• DIRECTIONS FOR THIS TASK:
Return, from the listing below, each line where the word "impl" appears.

*** RECORD EXTRACTS ***

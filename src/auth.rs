use argon2::{
    password_hash::{PasswordHash, PasswordHasher, PasswordVerifier, SaltString},
    Argon2,
};
use axum::{
    extract::{FromRef, FromRequestParts},
    http::{request::Parts, StatusCode},
    response::Json,
};
use axum_extra::extract::cookie::{Cookie, CookieJar, SameSite};
use jsonwebtoken::{decode, encode, DecodingKey, EncodingKey, Header, Validation};
use rand::{rngs::OsRng, RngCore};
use serde::{Deserialize, Serialize};
use time::{Duration as TimeDuration, OffsetDateTime};
use tracing::{debug, error, warn};
use uuid::Uuid;

use crate::api::ApiResponse;
use crate::api_error;
use crate::models::User;

pub const AUTH_COOKIE: &str = "auth-token";
pub const SESSION_DAYS: i64 = 7;
pub const REMEMBER_ME_DAYS: i64 = 30;
pub const RESET_TOKEN_TTL_HOURS: i64 = 1;
pub const MIN_PASSWORD_LEN: usize = 6;

pub fn hash_password(plain: &str) -> anyhow::Result<String> {
    let salt = SaltString::generate(&mut OsRng);
    let hash = Argon2::default()
        .hash_password(plain.as_bytes(), &salt)
        .map_err(|e| {
            error!(error = %e, "argon2 hash_password error");
            anyhow::anyhow!(e.to_string())
        })?
        .to_string();
    Ok(hash)
}

pub fn verify_password(plain: &str, hash: &str) -> anyhow::Result<bool> {
    let parsed = PasswordHash::new(hash).map_err(|e| {
        error!(error = %e, "argon2 parse hash error");
        anyhow::anyhow!(e.to_string())
    })?;
    Ok(Argon2::default()
        .verify_password(plain.as_bytes(), &parsed)
        .is_ok())
}

/// 32 random bytes, hex encoded.
pub fn generate_reset_token() -> String {
    let mut bytes = [0u8; 32];
    OsRng.fill_bytes(&mut bytes);
    hex::encode(bytes)
}

/// JWT payload carried in the session cookie.
#[derive(Debug, Clone, Serialize, Deserialize)]
pub struct Claims {
    pub sub: Uuid,
    pub email: String,
    pub name: String,
    pub iat: usize,
    pub exp: usize,
}

#[derive(Clone)]
pub struct JwtKeys {
    encoding: EncodingKey,
    decoding: DecodingKey,
}

impl JwtKeys {
    pub fn new(secret: &str) -> Self {
        Self {
            encoding: EncodingKey::from_secret(secret.as_bytes()),
            decoding: DecodingKey::from_secret(secret.as_bytes()),
        }
    }

    pub fn sign(&self, user: &User, ttl_days: i64) -> anyhow::Result<String> {
        self.sign_with_ttl(user, TimeDuration::days(ttl_days))
    }

    fn sign_with_ttl(&self, user: &User, ttl: TimeDuration) -> anyhow::Result<String> {
        let now = OffsetDateTime::now_utc();
        let exp = now + ttl;
        let claims = Claims {
            sub: user.id,
            email: user.email.clone(),
            name: user.name.clone(),
            iat: now.unix_timestamp() as usize,
            exp: exp.unix_timestamp().max(0) as usize,
        };
        let token = encode(&Header::default(), &claims, &self.encoding)?;
        debug!(user_id = %user.id, "jwt signed");
        Ok(token)
    }

    pub fn verify(&self, token: &str) -> anyhow::Result<Claims> {
        let mut validation = Validation::default();
        validation.leeway = 0;
        let data = decode::<Claims>(token, &self.decoding, &validation)?;
        debug!(user_id = %data.claims.sub, "jwt verified");
        Ok(data.claims)
    }
}

pub fn session_cookie(token: String, ttl_days: i64, secure: bool) -> Cookie<'static> {
    Cookie::build((AUTH_COOKIE, token))
        .http_only(true)
        .same_site(SameSite::Lax)
        .path("/")
        .secure(secure)
        .max_age(TimeDuration::days(ttl_days))
        .build()
}

pub fn cleared_session_cookie(secure: bool) -> Cookie<'static> {
    Cookie::build((AUTH_COOKIE, ""))
        .http_only(true)
        .same_site(SameSite::Lax)
        .path("/")
        .secure(secure)
        .max_age(TimeDuration::ZERO)
        .build()
}

/// Authenticated caller, resolved from the `auth-token` cookie.
#[derive(Debug, Clone)]
pub struct AuthUser {
    pub id: Uuid,
    pub email: String,
}

#[axum::async_trait]
impl<S> FromRequestParts<S> for AuthUser
where
    S: Send + Sync,
    JwtKeys: FromRef<S>,
{
    type Rejection = (StatusCode, Json<ApiResponse<()>>);

    async fn from_request_parts(parts: &mut Parts, state: &S) -> Result<Self, Self::Rejection> {
        let keys = JwtKeys::from_ref(state);
        let jar = CookieJar::from_headers(&parts.headers);

        let token = jar
            .get(AUTH_COOKIE)
            .map(|c| c.value().to_string())
            .filter(|v| !v.is_empty())
            .ok_or_else(|| api_error!(unauthorized, "authenticate", "Not signed in"))?;

        match keys.verify(&token) {
            Ok(claims) => Ok(AuthUser {
                id: claims.sub,
                email: claims.email,
            }),
            Err(e) => {
                warn!(error = %e, "invalid or expired session token");
                Err(api_error!(unauthorized, "authenticate", "Invalid or expired session"))
            }
        }
    }
}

*** End of RECORD EXTRACTS ***

• ANSWER TO THE EXERCISE:
impl JwtKeys {
impl<S> FromRequestParts<S> for AuthUser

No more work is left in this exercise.